UNC360: Protect. Preserve. Discover. Compliance and governance in Exchange Server 2007

This turned out to be a short session. The presenter went through his material very quickly. Even so there were a number of items that did come out of it;

  • All emails go through Transport Hubs, even mailbox to mailbox. This means you can use the Transport hub to apply rules to the message traffic
  • You can use rules on the Transport Hub to
    • help prevent information leakage (doesn’t inspect attachments though)
    • Send NDRs to users saying that their email violated some policy. i.e. put a rule in place to check for SSN and send an NDR. This leads to the question, can you just send a notification to the user but send the email anyway – based on sending an email to the UK?
  • Internal email transport is ALL encrypted. As Exchange 2007 supports Mutual TLS it leads to the question, why not use MTLS between the Exchange 2007 server and the perimeter email system. Therefore all email transport on our network would be encrypted.
  • Journaling rules, would allow us to put rules in place to journal emails from specific people (Legal Holds?). The email is sent to a specified mailbox, possibly on a totally separate system. The journaled email contains the original email plus who the email was sent to and by whom. This piece also shows you what distribution list the recipient was on. It also shows CC’ed and Bcc’d recipients.

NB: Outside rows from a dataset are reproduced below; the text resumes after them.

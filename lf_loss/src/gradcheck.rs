//! Finite difference utilities for gradient verification.
//!
//! Used to check each closed-form `backward` against a numerical estimate of
//! its `forward`.

use lf_tensor::prelude::*;

use crate::loss::Loss;

/// Compute gradients using central finite differences.
///
/// # Arguments
/// * `f` - Function that takes a slice of variable values and returns a scalar
/// * `point` - The point at which to compute gradients
/// * `eps` - Step size for finite differences (typically 1e-7 to 1e-5)
///
/// # Example
/// ```
/// use lf_loss::gradcheck::finite_diff_grad;
///
/// // f(x, y) = x^2 + y^2
/// let f = |v: &[f64]| v[0] * v[0] + v[1] * v[1];
/// let grads = finite_diff_grad(f, &[3.0, 4.0], 1e-7);
///
/// assert!((grads[0] - 6.0).abs() < 1e-5);
/// assert!((grads[1] - 8.0).abs() < 1e-5);
/// ```
pub fn finite_diff_grad<F>(mut f: F, point: &[f64], eps: f64) -> Vec<f64>
where
    F: FnMut(&[f64]) -> f64,
{
    let mut grads = Vec::with_capacity(point.len());
    let mut perturbed = point.to_vec();

    for i in 0..point.len() {
        perturbed[i] = point[i] + eps;
        let f_plus = f(&perturbed);

        perturbed[i] = point[i] - eps;
        let f_minus = f(&perturbed);

        perturbed[i] = point[i]; // restore

        grads.push((f_plus - f_minus) / (2.0 * eps));
    }

    grads
}

/// Maximum absolute difference between two gradient vectors.
///
/// Vectors of different lengths compare as infinitely far apart.
pub fn max_grad_error(grad1: &[f64], grad2: &[f64]) -> f64 {
    if grad1.len() != grad2.len() {
        return f64::INFINITY;
    }
    grad1
        .iter()
        .zip(grad2)
        .map(|(a, b)| (a - b).abs())
        .fold(0.0, f64::max)
}

/// Relative error `|a - b| / |a + b|` (Euclidean norms).
///
/// Two all-zero vectors have relative error 0.
pub fn relative_error(a: &[f64], b: &[f64]) -> f64 {
    if a.len() != b.len() {
        return f64::INFINITY;
    }
    let diff = a.iter().zip(b).map(|(x, y)| (x - y).powi(2)).sum::<f64>().sqrt();
    let total = a.iter().zip(b).map(|(x, y)| (x + y).powi(2)).sum::<f64>().sqrt();
    if diff == 0.0 {
        0.0
    } else {
        diff / total
    }
}

/// Compare `loss.backward` against central differences of `loss.forward`
/// at `prediction`, returning the relative error.
pub fn check_loss_gradient<B, L>(
    loss: &L,
    prediction: &Tensor<B>,
    target: &Tensor<B>,
    eps: f64,
) -> Result<f64>
where
    B: Backend,
    L: Loss<B> + ?Sized,
{
    let analytic: Vec<f64> = loss
        .backward(prediction, target)?
        .as_slice()
        .iter()
        .map(|v| v.to_f64_lossy())
        .collect();

    let shape = prediction.shape().clone();
    let point: Vec<f64> = prediction.as_slice().iter().map(|v| v.to_f64_lossy()).collect();

    let mut failure = None;
    let numeric = finite_diff_grad(
        |values| {
            let data = values.iter().map(|&v| B::Elem::constant(v)).collect();
            match Tensor::from_vec(data, shape.clone()).and_then(|p| loss.forward(&p, target)) {
                Ok(value) => value.to_f64_lossy(),
                Err(e) => {
                    failure.get_or_insert(e);
                    f64::NAN
                }
            }
        },
        &point,
        eps,
    );

    match failure {
        Some(e) => Err(e),
        None => Ok(relative_error(&analytic, &numeric)),
    }
}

This ‘stuff’ requires the Exchange Enterprise premium CAL for the Journaling rules. If we go down this path then ALL users would require this CAL. In the past we’ve split users in to those on our network, Enterprise CAL, and those on site (military bases etc.) who only access remotely therefore they’d only need the Standard CAL. With Journaling they’d need the Enterprise premium CAL as well.

 

Some photos from the 1st day

 TechEd08 Day 1003

Where is every one, at the Keynote speech, unlike me.

 

TechEd08 Day 1002

IT refreshments, yummy lots of processed sugars.

 

TechEd08 Day 1009

Where’s the sun? Florida is supposed to be sunny and hot. Well I guess one out of two isn’t bad, it is hot.